Closed dbpolito closed 6 years ago
Just deployed 1.2.2
to our production environment at work. Will report back what we find over the next few days.
@taylorotwell After 1.2.2
, everything works perfectly. No more orphan jobs and old code.
@tomschlick you see anything? @marianvlad thanks!
@taylorotwell just checked our logs from last week and we saw two instances of orphans
Sending TERM Signal To Process: 9750
Observed Orphan: 8781
Observed Orphan: 8862
Observed Orphan: 10459
Sending TERM Signal To Process: 10498
Observed Orphan: 8781
Observed Orphan: 8862
Observed Orphan: 12571
Weirdly enough two of the processes had the same process id, even though the deploys took place 15 minutes apart. Horizon appeared to terminate them and restart correctly so not sure how that's possible 🤷♂️
Just a notice, the horizon:purge command doesn't work as expected, so if you run it and get a single rogue process ignore it, it's not an indicator. Only if you get multiple process it means there are actual orphans.
So in this case the two orphans 8781 and 8862 are the actual orphans, however it seems that even the purge command didn't kill them so that could mean they're really stuck on a long process that the next loop didn't run yet.
What's your timeout value?
Timeout value is 1800
for most of our workers.
I'm not able to reproduce this issue anymore... So it looks like fixed to me... ❤️
As i created the ticket and seems it got fixed, i'm closing this one... We can start new tickets and mention this one if necessary.
We are encountering strange issues. Sometimes one queue is stuck and does not process any jobs. Even when supervisor is stopped there are horizon:work
processes in the list. horizon:purge
also does not help as it does not find any.

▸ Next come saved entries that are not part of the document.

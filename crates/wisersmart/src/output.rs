//! Output formatting: table, JSON, YAML, plain.
//!
//! Renders data in the format selected by `--output`. Table uses `tabled`,
//! structured formats use serde, plain emits one identifier per line.

use std::io::{self, IsTerminal, Write};

use owo_colors::OwoColorize;
use tabled::{Table, Tabled, settings::Style};

use crate::cli::{ColorMode, OutputFormat};

// ── Color helpers ────────────────────────────────────────────────────

/// Determine whether color output should be enabled.
pub fn should_color(mode: &ColorMode) -> bool {
    match mode {
        ColorMode::Always => true,
        ColorMode::Never => false,
        ColorMode::Auto => io::stdout().is_terminal() && std::env::var("NO_COLOR").is_err(),
    }
}

/// "on" / "off" / "-" for an optional switch state.
pub fn on_off(state: Option<bool>, color: bool) -> String {
    match (state, color) {
        (Some(true), true) => "on".green().to_string(),
        (Some(false), true) => "off".dimmed().to_string(),
        (Some(true), false) => "on".into(),
        (Some(false), false) => "off".into(),
        (None, _) => "-".into(),
    }
}

/// Format an optional temperature as `21.5°C`.
pub fn celsius(value: Option<f64>) -> String {
    value.map_or_else(|| "-".into(), |v| format!("{v:.1}°C"))
}

// ── Render dispatchers ───────────────────────────────────────────────

/// Render a list of serde-serializable + tabled items in the chosen format.
///
/// - `table`: uses the `Tabled` derive to build a pretty table
/// - `json` / `json-compact`: serializes the original data via serde
/// - `yaml`: serializes via serde_yaml
/// - `plain`: calls `id_fn` on each item to emit one identifier per line
pub fn render_list<T, R>(
    format: &OutputFormat,
    data: &[T],
    to_row: impl Fn(&T) -> R,
    id_fn: impl Fn(&T) -> String,
) -> String
where
    T: serde::Serialize,
    R: Tabled,
{
    match format {
        OutputFormat::Table => {
            let rows: Vec<R> = data.iter().map(to_row).collect();
            render_table(&rows)
        }
        OutputFormat::Json => render_json(data, false),
        OutputFormat::JsonCompact => render_json(data, true),
        OutputFormat::Yaml => render_yaml(data),
        OutputFormat::Plain => data.iter().map(&id_fn).collect::<Vec<_>>().join("\n"),
    }
}

/// Render a single serde-serializable item in the chosen format.
///
/// Table rendering uses a custom `detail_fn` that returns a pre-formatted
/// string, since single-item detail views don't use `Tabled` derive.
pub fn render_single<T>(
    format: &OutputFormat,
    data: &T,
    detail_fn: impl Fn(&T) -> String,
    id_fn: impl Fn(&T) -> String,
) -> String
where
    T: serde::Serialize,
{
    match format {
        OutputFormat::Table => detail_fn(data),
        OutputFormat::Json => render_json(data, false),
        OutputFormat::JsonCompact => render_json(data, true),
        OutputFormat::Yaml => render_yaml(data),
        OutputFormat::Plain => id_fn(data),
    }
}

/// Print the rendered output to stdout, respecting quiet mode.
pub fn print_output(output: &str, quiet: bool) {
    if quiet || output.is_empty() {
        return;
    }
    let mut stdout = io::stdout().lock();
    let _ = writeln!(stdout, "{output}");
}

// ── Format-specific renderers ────────────────────────────────────────

fn render_table<R: Tabled>(rows: &[R]) -> String {
    Table::new(rows).with(Style::rounded()).to_string()
}

fn render_json<T: serde::Serialize + ?Sized>(data: &T, compact: bool) -> String {
    let rendered = if compact {
        serde_json::to_string(data)
    } else {
        serde_json::to_string_pretty(data)
    };
    rendered.unwrap_or_else(|e| format!("{{\"error\": \"serialization failed: {e}\"}}"))
}

fn render_yaml<T: serde::Serialize + ?Sized>(data: &T) -> String {
    serde_yaml::to_string(data).unwrap_or_else(|e| format!("error: serialization failed: {e}"))
}

#[cfg(test)]
mod tests {
    use serde::Serialize;

    use super::*;

    #[derive(Serialize)]
    struct Item {
        name: &'static str,
        value: u32,
    }

    #[derive(Tabled)]
    struct ItemRow {
        #[tabled(rename = "Name")]
        name: String,
    }

    fn items() -> Vec<Item> {
        vec![
            Item {
                name: "Lounge",
                value: 1,
            },
            Item {
                name: "Kitchen",
                value: 2,
            },
        ]
    }

    fn row(i: &Item) -> ItemRow {
        ItemRow {
            name: i.name.into(),
        }
    }

    #[test]
    fn plain_is_one_id_per_line() {
        let out = render_list(&OutputFormat::Plain, &items(), row, |i| i.name.into());
        assert_eq!(out, "Lounge\nKitchen");
    }

    #[test]
    fn compact_json_is_single_line() {
        let out = render_list(&OutputFormat::JsonCompact, &items(), row, |i| i.name.into());
        assert_eq!(out, r#"[{"name":"Lounge","value":1},{"name":"Kitchen","value":2}]"#);
    }

    #[test]
    fn table_has_header() {
        let out = render_list(&OutputFormat::Table, &items(), row, |i| i.name.into());
        assert!(out.contains("Name"));
        assert!(out.contains("Kitchen"));
    }

    #[test]
    fn switch_and_temperature_helpers() {
        assert_eq!(on_off(Some(true), false), "on");
        assert_eq!(on_off(None, true), "-");
        assert_eq!(celsius(Some(21.0)), "21.0°C");
        assert_eq!(celsius(None), "-");
    }
}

Here is our config and the problem is only with default
:
»> config('horizon')
=> [
"use" => "queue",
"prefix" => "horizon:",
"waits" => [
"redis:default" => 300,
],
"trim" => [
"recent" => 60,
"failed" => 10080,
],
"environments" => [
"production" => [
"supervisor-1" => [
"connection" => "redis",
"queue" => [
"default",
],
"balance" => "simple",
"processes" => 10,
"tries" => 0,
],
"supervisor-2" => [
"connection" => "redis",
"queue" => [
"sms",
"phone_data",
],
"balance" => "auto",
"processes" => 10,
"tries" => 0,
],
],
"local" => [
"supervisor-1" => [
"connection" => "redis",
"queue" => [
"default",
],
"balance" => "simple",
"processes" => 3,
"tries" => 3,
],
],
],
]
I'm running horizon on a latest forge machine as documented... the daemon with
php artisan horizon
and on deploymentsphp artisan horizon:terminate
but time to time i need to manually runphp artisan horizon:purge
.This is the output i just got after after hours of last release:
I can confirm it's orphans by running
htop
on tree mode (press f5) and i see these process as root process, not inside the masterphp artisan horizon
process.And also, every time i run purge, it ALWAYS wrongly see 1 process as orphan:
I haven't found a pattern yet why this is happening.